OK, self-pimpage over.

View Article  On How Targets Directly Screw Patient Care

So... What is it that makes an ambulance?

What sort of equipment do you think needs to be on a vehicle for it to be classed as an 'ambulance'.

You'd probably think that it would need a stretcher, a carry chair and some sort of medical equipment. Perhaps something to take blood sugars, blood pressures and tracings of your heart.

Maybe it would need something to deal with broken limbs, a board to strap you to if the crew thought that you had a broken neck and maybe even some drugs to treat conditions such as asthma, heart problems and allergic reactions.

You might also expect bandages.

You would, of course, be wrong.

We have had the official memo from one of our Assistant Director of Operations.

To be a working ambulance you need...

1) A vehicle which passes the legal requirement of basic roadworthiness - decent tyres, has a windscreen, has working lights and is taxed.

2) A Bag-valve-mask and a defibrillator.

3) That is all.

That is all you need to have a working ambulance - or rather an ambulance that will stop that all 'important' (and utterly bloody pointless) ORCON target.

This level of equipment means that you can perform pretty basic life-support - no drugs, no clever airway management.

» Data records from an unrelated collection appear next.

//! Coordination-service abstraction.
//!
//! The configuration client only needs hierarchical reads. Transports
//! implement [`Coordinator`]; a [`Connector`] establishes the session.

use crate::config::ClientConfig;
use crate::error::CoordinatorError;
use async_trait::async_trait;
use std::sync::Arc;

/// Session with a coordination service.
#[async_trait]
pub trait Coordinator: Send + Sync {
    /// Read a node's data. A missing node yields [`CoordinatorError::NoNode`].
    async fn get(&self, path: &str) -> Result<Vec<u8>, CoordinatorError>;

    /// List the names of a node's children.
    async fn children(&self, path: &str) -> Result<Vec<String>, CoordinatorError>;

    /// Check whether a node exists.
    async fn exists(&self, path: &str) -> Result<bool, CoordinatorError>;

    /// Close the session. Closing twice is a no-op.
    async fn close(&self);
}

/// Establishes coordination-service sessions.
#[async_trait]
pub trait Connector: Send + Sync {
    /// Open a session using the endpoints and timeouts in `config`.
    async fn connect(&self, config: &ClientConfig)
    -> Result<Arc<dyn Coordinator>, CoordinatorError>;
}

#[async_trait]
impl<T: Connector + ?Sized> Connector for Arc<T> {
    async fn connect(
        &self,
        config: &ClientConfig,
    ) -> Result<Arc<dyn Coordinator>, CoordinatorError> {
        (**self).connect(config).await
    }
}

If you have asthma, you will be wheezing like a wheezy thing with not a thing I can give you.

If you are having a heart attack I won't be giving you the aspirin that vastly increases your survival rate.

If you have a broken leg, I'll have no way to splint it. And I may not even have a stretcher to put you on anyway.

But I will have 'stopped the ORCON clock', and so the job will be a 'success'.

-----

And this is happening - a friend of mine was sent out on an ambulance with this level of equipment. He was concerned by this and wrote a letter to our medical director who replied that this is a good policy.

Over 50% of the time I'm sent out on a vehicle without a blood sugar kit, and without other equipment like Scissors or a Paediatric Advanced Life Support Kit.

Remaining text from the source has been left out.